El más conocido y con mayor prestigio por su
operatividad es el Centro de Alerta de Tsunamis del
Pacífico (PTWC), establecido por la agencia National
Oceanic and Atmospheric Administration (NOAA). Este
centro actúa como sede de sistemas de alerta
locales. La infraestructura necesaria de una red de
alerta de tsunami está apoyada básicamente
en aspectos simológicos pero también son
indispensables otros medios técnicos e informáticos.
Consta esencialmente de los siguientes elementos:
• Una red
sísmica digital de banda ancha y tres componentes
con transmisión de datos en tiempo real. Se
precisa una red digital que permita el tratamiento
informático rápido de la información,
con suficiente rango dinámico para que no se
pierda información en terremotos de gran magnitud.
• Un sistema automático de detección
de eventos. Proporciona una solución automática
del epicentro y la magnitud del terremoto. Es preciso
un potentísimo software que sea rápido
y que proporcione un hipocentro fiable y un valor
de magnitud provisional, muy aproximado.
• Servicio de vigilancia sísmica de 24
horas. El personal de control de la alerta debe estar
formado en los aspectos sísmicos del análisis
y con capacidad de reacción ante una alerta.

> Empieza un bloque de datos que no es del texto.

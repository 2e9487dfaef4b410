//! # Error taxonomy
//!
//! [`CheckError`] covers everything that makes a connectivity check fail.
//! [`ProbeError`] covers the optional exchange after a successful connect and is
//! never fatal: callers keep it for display and move on.

use std::io;
use std::time::Duration;

use thiserror::Error;

/// A failure that turns the overall verdict into "not reachable".
#[derive(Debug, Error)]
pub enum CheckError {
    /// The hostname did not resolve to any address.
    #[error("cannot resolve hostname {host}: {source}")]
    Resolution {
        host: String,
        #[source]
        source: io::Error,
    },

    /// The connect attempt did not finish within the bound.
    #[error("connection timed out after {}s", .0.as_secs_f64())]
    Timeout(Duration),

    /// The connect attempt finished with a nonzero OS status.
    #[error("tcp connection failed with status {code}: {source}")]
    Connect {
        code: i32,
        #[source]
        source: io::Error,
    },

    /// Anything else.
    #[error("{0:#}")]
    Unexpected(#[source] anyhow::Error),
}

impl CheckError {
    /// Builds a [`CheckError::Connect`] from a failed connect, keeping the OS
    /// status. Errors without an OS code have no status to report and become
    /// [`CheckError::Unexpected`].
    pub fn from_connect(err: io::Error) -> Self {
        match err.raw_os_error() {
            Some(code) => Self::Connect { code, source: err },
            None => Self::Unexpected(anyhow::Error::new(err).context("connect failed")),
        }
    }

    /// The nonzero OS status of a failed connect, if that is what happened.
    pub fn connect_status(&self) -> Option<i32> {
        match self {
            Self::Connect { code, .. } => Some(*code),
            _ => None,
        }
    }
}

/// A failure during the best-effort exchange after connect.
#[derive(Debug, Error)]
pub enum ProbeError {
    #[error("sending probe failed: {0}")]
    Send(#[source] io::Error),

    #[error("reading reply failed: {0}")]
    Receive(#[source] io::Error),

    #[error("no reply within {}s", .0.as_secs_f64())]
    Timeout(Duration),
}

// ╔════════════════════════════════════════════╗
// ║ ████████╗███████╗███████╗████████╗███████╗ ║
// ║ ╚══██╔══╝██╔════╝██╔════╝╚══██╔══╝██╔════╝ ║
// ║    ██║   █████╗  ███████╗   ██║   ███████╗ ║
// ║    ██║   ██╔══╝  ╚════██║   ██║   ╚════██║ ║
// ║    ██║   ███████╗███████║   ██║   ███████║ ║
// ║    ╚═╝   ╚══════╝╚══════╝   ╚═╝   ╚══════╝ ║
// ╚════════════════════════════════════════════╝
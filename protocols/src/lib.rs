//! Wire-level helpers for the protocols `dbprobe` knows how to poke at.
//!
//! Nothing in here opens sockets. The payloads are plain byte arrays and the
//! reply helpers only look at bytes that were already read.

pub mod postgres;
pub mod colors;
pub mod logging;
pub mod print;
pub mod spinner;
//! Write operations handed to a table store.

use std::fmt;

use serde::{Deserialize, Serialize};

use crate::key::PrimaryKey;
use crate::value::TypedItem;

/// Whether a run writes items or deletes them by key.
#[derive(Debug, Clone, Copy, Default, PartialEq, Eq, Hash, Serialize, Deserialize)]
#[serde(rename_all = "snake_case")]
pub enum LoadMode {
    #[default]
    Insert,
    Delete,
}

impl LoadMode {
    /// Verb used in run summaries ("inserted" / "deleted").
    #[must_use]
    pub fn past_tense(self) -> &'static str {
        match self {
            Self::Insert => "inserted",
            Self::Delete => "deleted",
        }
    }
}

impl fmt::Display for LoadMode {
    fn fmt(&self, f: &mut fmt::Formatter<'_>) -> fmt::Result {
        match self {
            Self::Insert => f.write_str("insert"),
            Self::Delete => f.write_str("delete"),
        }
    }
}

/// A single put or delete request.
#[derive(Debug, Clone, PartialEq)]
pub enum WriteOp {
    Put(TypedItem),
    Delete(PrimaryKey),
}

impl WriteOp {
    #[must_use]
    pub fn is_delete(&self) -> bool {
        matches!(self, Self::Delete(_))
    }
}
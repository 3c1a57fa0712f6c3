use std::collections::BTreeMap;
use std::path::PathBuf;

use anyhow::{Context, Result};
use clap::Args;

use dynaload_engine::config::types::{
    DataErrorPolicy, DestinationConfig, DuplicatePolicy, JobConfig, JobPolicies, SourceConfig,
    DEFAULT_BATCH_SIZE,
};
use dynaload_engine::ExecutionOptions;
use dynaload_types::{AttributeType, LoadMode};

/// Flags for a one-off load without a job file.
#[derive(Debug, Args)]
pub struct LoadArgs {
    /// Path to the CSV file
    #[arg(long)]
    pub csv_file: PathBuf,
    /// CSV delimiter
    #[arg(long, default_value = ",")]
    pub csv_delimiter: String,
    /// DynamoDB table name
    #[arg(long)]
    pub dynamodb_table_name: String,
    /// Delete the rows' keys instead of inserting items
    #[arg(long)]
    pub delete_mode: bool,
    /// JSON object mapping attributes to types, e.g. '{"age": "number", "is_active": "boolean"}'
    #[arg(long)]
    pub attribute_types: Option<String>,
    /// Skip rows whose primary key was already seen
    #[arg(long)]
    pub ignore_duplicates: bool,
    /// Skip rows with conversion errors instead of aborting
    #[arg(long)]
    pub ignore_conversion_errors: bool,
    /// Primary key attribute names; skips the DescribeTable lookup
    #[arg(long, value_delimiter = ',')]
    pub primary_key: Vec<String>,
    /// Input encoding label, or "auto" to detect
    #[arg(long, default_value = "auto")]
    pub encoding: String,
    /// Items per BatchWriteItem request (1-25)
    #[arg(long, default_value_t = DEFAULT_BATCH_SIZE)]
    pub batch_size: usize,
    /// AWS Access Key ID
    #[arg(long)]
    pub aws_access_key: Option<String>,
    /// AWS Secret Access Key
    #[arg(long)]
    pub aws_secret_key: Option<String>,
    /// AWS Session Token
    #[arg(long)]
    pub aws_session_token: Option<String>,
    /// AWS Region
    #[arg(long)]
    pub aws_region: Option<String>,
    /// Custom DynamoDB endpoint, e.g. http://localhost:8000
    #[arg(long)]
    pub endpoint_url: Option<String>,
    /// Resolve the key schema but write to an in-memory table
    #[arg(long)]
    pub dry_run: bool,
    /// Maximum rows to read from the CSV file
    #[arg(long)]
    pub limit: Option<u64>,
}

/// Execute the `load` command.
pub async fn execute(args: &LoadArgs) -> Result<()> {
    let config = job_from_args(args)?;
    let options = ExecutionOptions {
        dry_run: args.dry_run,
        limit: args.limit,
    };
    super::execute_job(&config, &options).await
}

/// Translate flags into the same job shape a YAML file produces.
fn job_from_args(args: &LoadArgs) -> Result<JobConfig> {
    let attribute_types: BTreeMap<String, AttributeType> = match &args.attribute_types {
        Some(json) => serde_json::from_str(json)
            .context("--attribute-types must be a JSON object of attribute name to type")?,
        None => BTreeMap::new(),
    };

    let mut store = serde_json::Map::new();
    let optional = [
        ("region", &args.aws_region),
        ("endpoint_url", &args.endpoint_url),
        ("access_key_id", &args.aws_access_key),
        ("secret_access_key", &args.aws_secret_key),
        ("session_token", &args.aws_session_token),
    ];
    for (name, value) in optional {
        if let Some(value) = value {
            store.insert(name.to_string(), serde_json::Value::String(value.clone()));
        }
    }

    Ok(JobConfig {
        version: "1.0".to_string(),
        job: format!("load_{}", args.dynamodb_table_name),
        source: SourceConfig {
            path: args.csv_file.clone(),
            delimiter: args.csv_delimiter.clone(),
            encoding: args.encoding.clone(),
            attribute_types,
        },
        destination: DestinationConfig {
            table: args.dynamodb_table_name.clone(),
            mode: if args.delete_mode {
                LoadMode::Delete
            } else {
                LoadMode::Insert
            },
            batch_size: args.batch_size,
            primary_key: args.primary_key.clone(),
            config: serde_json::Value::Object(store),
        },
        policies: JobPolicies {
            on_duplicate: if args.ignore_duplicates {
                DuplicatePolicy::Skip
            } else {
                DuplicatePolicy::Keep
            },
            on_conversion_error: if args.ignore_conversion_errors {
                DataErrorPolicy::Skip
            } else {
                DataErrorPolicy::Fail
            },
        },
    })
}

.• Cálculo rápido automático
del tensor momento sísmico. Permite tener información
del mecanismo focal. Es preciso un sistema que automáticamente
nos facilite con fiabilidad, el tipo de mecanismo
focal que ha producido el sismo. Es esencial para
conocer la existencia de posibilidades de que se haya
producido tsunami.
• Boyas de presión en alta mar.Son indispensables
para confirmar la existencia de tsunamis. Actualmente
no se dispone en nuestro país de esta instrumentación.

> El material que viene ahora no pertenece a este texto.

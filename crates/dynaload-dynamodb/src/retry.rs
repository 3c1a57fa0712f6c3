use std::time::Duration;

/// Base delay before the first resubmission of unprocessed items.
pub const BACKOFF_BASE_MS: u64 = 50;
/// Cap for any single backoff delay.
pub const BACKOFF_MAX_MS: u64 = 5_000;

/// Delay before resubmission `attempt` (1-based): doubles from
/// [`BACKOFF_BASE_MS`] up to [`BACKOFF_MAX_MS`].
#[must_use]
pub fn compute_backoff(attempt: u32) -> Duration {
    let factor = 2u64.saturating_pow(attempt.saturating_sub(1));
    let delay_ms = BACKOFF_BASE_MS.saturating_mul(factor);
    Duration::from_millis(delay_ms.min(BACKOFF_MAX_MS))
}

#[cfg(test)]
mod tests {
    use super::*;

    #[test]
    fn test_backoff_doubles() {
        assert_eq!(compute_backoff(1), Duration::from_millis(50));
        assert_eq!(compute_backoff(2), Duration::from_millis(100));
        assert_eq!(compute_backoff(4), Duration::from_millis(400));
    }

    #[test]
    fn test_backoff_capped() {
        assert_eq!(compute_backoff(8), Duration::from_millis(5_000));
        assert_eq!(compute_backoff(200), Duration::from_millis(5_000));
    }

    #[test]
    fn test_backoff_attempt_zero_is_base() {
        assert_eq!(compute_backoff(0), Duration::from_millis(50));
    }
}
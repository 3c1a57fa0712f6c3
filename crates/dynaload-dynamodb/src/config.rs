use serde::Deserialize;

/// Error for an unusable `destination.config` block.
#[derive(Debug, thiserror::Error)]
#[error("invalid DynamoDB config: {0}")]
pub struct ConfigError(pub String);

/// DynamoDB connection config from job YAML `destination.config`.
///
/// Anything left unset falls back to the standard AWS environment and
/// profile chain.
#[derive(Debug, Clone, Default, Deserialize, PartialEq, Eq)]
#[serde(deny_unknown_fields)]
pub struct Config {
    #[serde(default)]
    pub region: Option<String>,
    /// Custom endpoint, e.g. DynamoDB Local.
    #[serde(default)]
    pub endpoint_url: Option<String>,
    #[serde(default)]
    pub access_key_id: Option<String>,
    #[serde(default)]
    pub secret_access_key: Option<String>,
    #[serde(default)]
    pub session_token: Option<String>,
    /// SDK-level attempts per request, including the first.
    #[serde(default = "default_max_attempts")]
    pub max_attempts: u32,
    /// Resubmissions of `UnprocessedItems` before a batch is failed.
    #[serde(default = "default_unprocessed_retries")]
    pub unprocessed_retries: u32,
}

fn default_max_attempts() -> u32 {
    3
}

fn default_unprocessed_retries() -> u32 {
    8
}

impl Config {
    /// Parse the opaque `destination.config` value. `null` means defaults.
    ///
    /// # Errors
    ///
    /// Returns [`ConfigError`] for unknown fields or mistyped values.
    pub fn from_value(value: &serde_json::Value) -> Result<Self, ConfigError> {
        if value.is_null() {
            return Ok(Self {
                max_attempts: default_max_attempts(),
                unprocessed_retries: default_unprocessed_retries(),
                ..Self::default()
            });
        }
        Self::deserialize(value).map_err(|e| ConfigError(e.to_string()))
    }

    /// # Errors
    ///
    /// Returns [`ConfigError`] if only half of a static credential pair is
    /// set, or a value is out of range.
    pub fn validate(&self) -> Result<(), ConfigError> {
        match (&self.access_key_id, &self.secret_access_key) {
            (Some(_), None) | (None, Some(_)) => {
                return Err(ConfigError(
                    "access_key_id and secret_access_key must be set together".to_string(),
                ))
            }
            _ => {}
        }
        if self.session_token.is_some() && self.access_key_id.is_none() {
            return Err(ConfigError(
                "session_token requires access_key_id and secret_access_key".to_string(),
            ));
        }
        if self.max_attempts == 0 {
            return Err(ConfigError("max_attempts must be at least 1".to_string()));
        }
        if let Some(url) = &self.endpoint_url {
            if !(url.starts_with("http://") || url.starts_with("https://")) {
                return Err(ConfigError(format!(
                    "endpoint_url '{url}' must start with http:// or https://"
                )));
            }
        }
        Ok(())
    }

    #[must_use]
    pub fn has_static_credentials(&self) -> bool {
        self.access_key_id.is_some() && self.secret_access_key.is_some()
    }
}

• Simulación de escenarios de tsunami.
Son necesarios para estimar el posible alcance del
tsunami. Nos proporcionan una idea rápida de
las zonas de costa que se pueden ver afectadas, lo
que puede penetrar el agua en el interior y la altura
de la ola.
• Infraestructura integradora de todos los dispositivos.Puede
suceder que no todas las anteriores fases de la alerta
estén en el mismo centro. Es preciso definir
un organismo que asuma estas funciones.
• Dispositivo rápido de transmisión
de la alerta.Está en función de los
planes de emergencia de los servicios de Protección
Civil y debe incluir una preparación a la ciudadanía
que incluyan ensayos de evacuación.
Los tsunamis en España
Existe un catálogo de tsunamis en España
del Instituto Geográfico Nacional, que se ha
realizado en base al anteriormente existente de Campos
(1992), y fue actualizado, corregido y ampliado a partir
de la participación en el Unified Catalogue of
European Tsunamis realizado dentro del proyecto europeo
GITEC (1995).
Hay catalogados 24 tsunamis que se han registrado en
costas españolas desde el año 218 a.C.,
pero el de mayor importancia corresponde al originado
como consecuencia del terremoto de 1 de noviembre de
1775. Existe una extensa bibliografía sobre este
evento que afectó a las costas de Huelva y Cádiz,
fundamentalmente.
El último tsunami sufrido corresponde al que
se produjo con el sismo de 21 de mayo de 2003 en Boumerdes
(Argelia) de magnitud 6.8. El tipo de mecanismo focal,
la superficialidad del hipocentro y la longitud de ruptura
(50 km), hizo que se originara un pequeño tsunami
que alcanzó la costa Balear unos 45 minutos después
de la hora origen del terremoto. Produjo cuantiosos
daños materiales, especialmente en embarcaciones
y dársenas.Las dos zonas con mayor riesgo de
tsunami para las costas españolas son las correspondientes
al Mediterráneo y al Atlántico, siendo
esta última la de mayor peligrosidad.